§ **What to produce**
How many of the lines below have "registry" in them? Say the number and nothing more.

::::::::

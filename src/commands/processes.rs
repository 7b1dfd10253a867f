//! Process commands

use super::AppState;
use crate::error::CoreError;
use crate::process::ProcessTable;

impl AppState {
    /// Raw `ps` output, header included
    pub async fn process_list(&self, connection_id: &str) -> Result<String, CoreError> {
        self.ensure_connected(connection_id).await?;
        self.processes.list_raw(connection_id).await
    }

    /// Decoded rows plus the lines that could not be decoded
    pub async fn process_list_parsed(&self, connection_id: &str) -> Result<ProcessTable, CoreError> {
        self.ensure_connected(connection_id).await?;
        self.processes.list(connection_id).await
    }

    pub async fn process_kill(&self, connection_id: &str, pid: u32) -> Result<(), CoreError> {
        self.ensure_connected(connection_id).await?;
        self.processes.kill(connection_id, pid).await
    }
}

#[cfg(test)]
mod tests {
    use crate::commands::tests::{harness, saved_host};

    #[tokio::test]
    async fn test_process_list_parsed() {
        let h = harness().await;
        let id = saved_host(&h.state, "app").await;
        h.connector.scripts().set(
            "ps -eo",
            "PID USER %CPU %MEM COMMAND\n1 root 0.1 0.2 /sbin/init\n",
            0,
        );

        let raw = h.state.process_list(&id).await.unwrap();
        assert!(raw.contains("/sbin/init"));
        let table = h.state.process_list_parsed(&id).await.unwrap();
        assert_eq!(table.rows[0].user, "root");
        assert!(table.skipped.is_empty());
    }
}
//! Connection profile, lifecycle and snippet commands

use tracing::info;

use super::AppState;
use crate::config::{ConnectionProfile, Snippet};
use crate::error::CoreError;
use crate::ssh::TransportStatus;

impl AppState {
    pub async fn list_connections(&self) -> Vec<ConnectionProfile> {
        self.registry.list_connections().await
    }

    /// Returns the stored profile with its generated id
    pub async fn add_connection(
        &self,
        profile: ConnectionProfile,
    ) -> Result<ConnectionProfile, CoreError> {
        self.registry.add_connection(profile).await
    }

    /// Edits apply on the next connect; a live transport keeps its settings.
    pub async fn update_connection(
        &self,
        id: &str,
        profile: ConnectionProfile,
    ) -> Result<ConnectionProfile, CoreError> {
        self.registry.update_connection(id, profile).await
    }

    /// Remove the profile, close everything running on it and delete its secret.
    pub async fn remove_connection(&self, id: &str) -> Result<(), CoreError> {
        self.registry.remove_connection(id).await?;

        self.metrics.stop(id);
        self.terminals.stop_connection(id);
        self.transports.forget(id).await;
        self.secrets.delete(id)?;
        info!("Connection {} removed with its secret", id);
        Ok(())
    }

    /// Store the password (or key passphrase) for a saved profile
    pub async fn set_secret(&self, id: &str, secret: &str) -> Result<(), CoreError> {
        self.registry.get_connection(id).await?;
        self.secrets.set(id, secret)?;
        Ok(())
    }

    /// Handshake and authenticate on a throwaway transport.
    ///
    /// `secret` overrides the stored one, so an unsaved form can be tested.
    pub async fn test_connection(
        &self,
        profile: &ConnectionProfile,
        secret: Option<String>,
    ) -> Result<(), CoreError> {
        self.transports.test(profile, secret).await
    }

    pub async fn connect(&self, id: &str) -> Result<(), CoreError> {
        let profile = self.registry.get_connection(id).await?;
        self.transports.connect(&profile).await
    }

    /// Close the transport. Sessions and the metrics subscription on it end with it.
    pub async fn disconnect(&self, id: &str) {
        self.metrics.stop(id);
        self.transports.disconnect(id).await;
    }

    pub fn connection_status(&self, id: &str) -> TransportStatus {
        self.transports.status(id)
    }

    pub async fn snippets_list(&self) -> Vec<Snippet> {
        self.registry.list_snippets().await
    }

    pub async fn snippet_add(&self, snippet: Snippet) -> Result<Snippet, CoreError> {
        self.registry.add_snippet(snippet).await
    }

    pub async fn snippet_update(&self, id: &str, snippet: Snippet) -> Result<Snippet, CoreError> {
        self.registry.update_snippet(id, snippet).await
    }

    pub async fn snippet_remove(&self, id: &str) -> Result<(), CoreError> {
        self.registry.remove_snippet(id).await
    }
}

::::::::

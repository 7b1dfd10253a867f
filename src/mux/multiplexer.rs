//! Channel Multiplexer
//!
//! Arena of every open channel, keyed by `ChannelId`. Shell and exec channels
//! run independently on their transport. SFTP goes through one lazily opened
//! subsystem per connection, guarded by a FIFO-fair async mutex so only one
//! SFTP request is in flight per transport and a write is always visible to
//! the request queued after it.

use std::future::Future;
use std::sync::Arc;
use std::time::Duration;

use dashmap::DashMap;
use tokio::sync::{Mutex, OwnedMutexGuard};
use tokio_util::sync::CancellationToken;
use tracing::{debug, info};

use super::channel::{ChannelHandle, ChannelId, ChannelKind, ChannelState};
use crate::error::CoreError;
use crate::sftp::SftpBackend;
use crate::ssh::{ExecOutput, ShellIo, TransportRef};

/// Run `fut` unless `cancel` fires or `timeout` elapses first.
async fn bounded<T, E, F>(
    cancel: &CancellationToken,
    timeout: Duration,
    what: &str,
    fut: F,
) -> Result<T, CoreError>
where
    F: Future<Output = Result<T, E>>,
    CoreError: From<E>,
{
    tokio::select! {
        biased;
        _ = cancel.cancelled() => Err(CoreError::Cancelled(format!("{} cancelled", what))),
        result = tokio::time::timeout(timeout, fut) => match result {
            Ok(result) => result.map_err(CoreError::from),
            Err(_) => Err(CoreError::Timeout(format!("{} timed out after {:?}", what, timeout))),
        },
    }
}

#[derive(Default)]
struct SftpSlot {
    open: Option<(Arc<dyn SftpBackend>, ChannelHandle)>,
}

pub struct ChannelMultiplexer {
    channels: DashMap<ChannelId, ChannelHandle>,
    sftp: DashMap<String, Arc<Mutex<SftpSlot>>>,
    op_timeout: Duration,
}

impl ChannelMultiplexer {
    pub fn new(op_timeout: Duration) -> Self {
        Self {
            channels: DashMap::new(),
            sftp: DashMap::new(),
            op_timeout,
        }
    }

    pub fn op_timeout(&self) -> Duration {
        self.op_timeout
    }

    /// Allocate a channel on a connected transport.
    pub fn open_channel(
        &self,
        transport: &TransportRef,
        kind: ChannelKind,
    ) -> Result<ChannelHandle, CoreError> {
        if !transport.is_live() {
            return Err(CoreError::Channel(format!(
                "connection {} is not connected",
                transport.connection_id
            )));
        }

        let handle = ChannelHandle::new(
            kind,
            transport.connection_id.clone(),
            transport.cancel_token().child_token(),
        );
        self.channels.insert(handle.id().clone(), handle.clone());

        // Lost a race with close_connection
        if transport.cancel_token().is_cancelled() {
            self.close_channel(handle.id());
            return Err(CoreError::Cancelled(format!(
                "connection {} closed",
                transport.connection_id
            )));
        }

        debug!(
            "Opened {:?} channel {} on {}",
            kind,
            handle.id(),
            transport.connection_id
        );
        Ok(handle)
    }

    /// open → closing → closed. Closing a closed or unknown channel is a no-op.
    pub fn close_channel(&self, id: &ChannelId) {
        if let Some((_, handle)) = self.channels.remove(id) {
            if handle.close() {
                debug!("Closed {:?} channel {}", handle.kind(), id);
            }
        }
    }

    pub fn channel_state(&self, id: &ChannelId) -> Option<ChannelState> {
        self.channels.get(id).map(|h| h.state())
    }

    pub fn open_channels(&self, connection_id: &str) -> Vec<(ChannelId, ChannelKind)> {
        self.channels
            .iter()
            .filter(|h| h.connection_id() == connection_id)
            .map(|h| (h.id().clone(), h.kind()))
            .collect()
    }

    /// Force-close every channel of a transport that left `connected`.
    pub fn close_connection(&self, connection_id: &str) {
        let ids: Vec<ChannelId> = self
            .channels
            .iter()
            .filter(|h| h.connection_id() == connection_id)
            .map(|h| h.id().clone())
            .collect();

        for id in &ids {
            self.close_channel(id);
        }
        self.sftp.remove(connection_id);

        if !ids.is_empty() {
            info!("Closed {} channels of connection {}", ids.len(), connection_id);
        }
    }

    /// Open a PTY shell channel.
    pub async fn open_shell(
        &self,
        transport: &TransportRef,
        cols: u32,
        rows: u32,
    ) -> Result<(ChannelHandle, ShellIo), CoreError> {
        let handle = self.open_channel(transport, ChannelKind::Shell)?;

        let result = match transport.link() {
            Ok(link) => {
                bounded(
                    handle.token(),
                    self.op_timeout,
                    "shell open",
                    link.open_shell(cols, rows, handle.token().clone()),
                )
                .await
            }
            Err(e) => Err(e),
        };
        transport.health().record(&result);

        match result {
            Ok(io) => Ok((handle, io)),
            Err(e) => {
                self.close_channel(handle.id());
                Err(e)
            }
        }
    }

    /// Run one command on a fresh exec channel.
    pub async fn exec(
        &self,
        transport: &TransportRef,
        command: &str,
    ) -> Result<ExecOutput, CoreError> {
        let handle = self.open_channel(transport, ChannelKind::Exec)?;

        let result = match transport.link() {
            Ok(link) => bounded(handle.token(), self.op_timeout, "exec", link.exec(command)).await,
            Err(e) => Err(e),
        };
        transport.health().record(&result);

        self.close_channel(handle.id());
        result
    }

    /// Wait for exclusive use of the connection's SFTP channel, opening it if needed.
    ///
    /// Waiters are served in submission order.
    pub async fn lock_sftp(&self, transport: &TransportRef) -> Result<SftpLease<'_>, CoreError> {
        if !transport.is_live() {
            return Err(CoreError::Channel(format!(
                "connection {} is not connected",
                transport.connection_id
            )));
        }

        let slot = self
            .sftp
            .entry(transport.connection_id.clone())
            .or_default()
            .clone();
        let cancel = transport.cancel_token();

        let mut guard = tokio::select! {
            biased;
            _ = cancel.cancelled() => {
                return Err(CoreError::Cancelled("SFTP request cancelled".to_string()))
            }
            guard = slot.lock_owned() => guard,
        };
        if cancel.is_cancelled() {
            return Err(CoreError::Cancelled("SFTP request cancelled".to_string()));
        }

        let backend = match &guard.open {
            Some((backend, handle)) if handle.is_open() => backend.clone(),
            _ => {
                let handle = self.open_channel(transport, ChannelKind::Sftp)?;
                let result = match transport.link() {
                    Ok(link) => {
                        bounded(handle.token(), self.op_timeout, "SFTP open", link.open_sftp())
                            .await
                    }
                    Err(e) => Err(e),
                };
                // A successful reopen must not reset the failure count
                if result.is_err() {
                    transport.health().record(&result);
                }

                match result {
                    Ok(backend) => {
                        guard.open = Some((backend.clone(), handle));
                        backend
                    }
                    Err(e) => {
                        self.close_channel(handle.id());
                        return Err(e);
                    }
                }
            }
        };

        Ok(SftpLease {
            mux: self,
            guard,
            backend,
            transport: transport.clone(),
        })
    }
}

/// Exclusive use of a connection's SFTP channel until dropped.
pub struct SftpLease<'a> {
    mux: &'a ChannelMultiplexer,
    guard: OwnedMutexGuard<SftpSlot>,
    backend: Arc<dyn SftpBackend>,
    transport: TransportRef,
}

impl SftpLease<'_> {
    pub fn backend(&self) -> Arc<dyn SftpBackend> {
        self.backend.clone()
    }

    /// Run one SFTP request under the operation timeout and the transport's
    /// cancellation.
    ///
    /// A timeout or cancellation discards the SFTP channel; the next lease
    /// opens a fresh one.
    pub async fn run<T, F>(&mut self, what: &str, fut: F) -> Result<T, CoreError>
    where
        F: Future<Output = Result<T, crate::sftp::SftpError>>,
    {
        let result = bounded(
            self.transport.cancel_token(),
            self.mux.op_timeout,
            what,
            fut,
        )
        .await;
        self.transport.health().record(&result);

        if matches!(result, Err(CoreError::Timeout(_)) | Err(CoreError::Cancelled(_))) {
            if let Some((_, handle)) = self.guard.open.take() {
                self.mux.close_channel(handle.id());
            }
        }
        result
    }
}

::::::::

§ **Response for this exercise**
10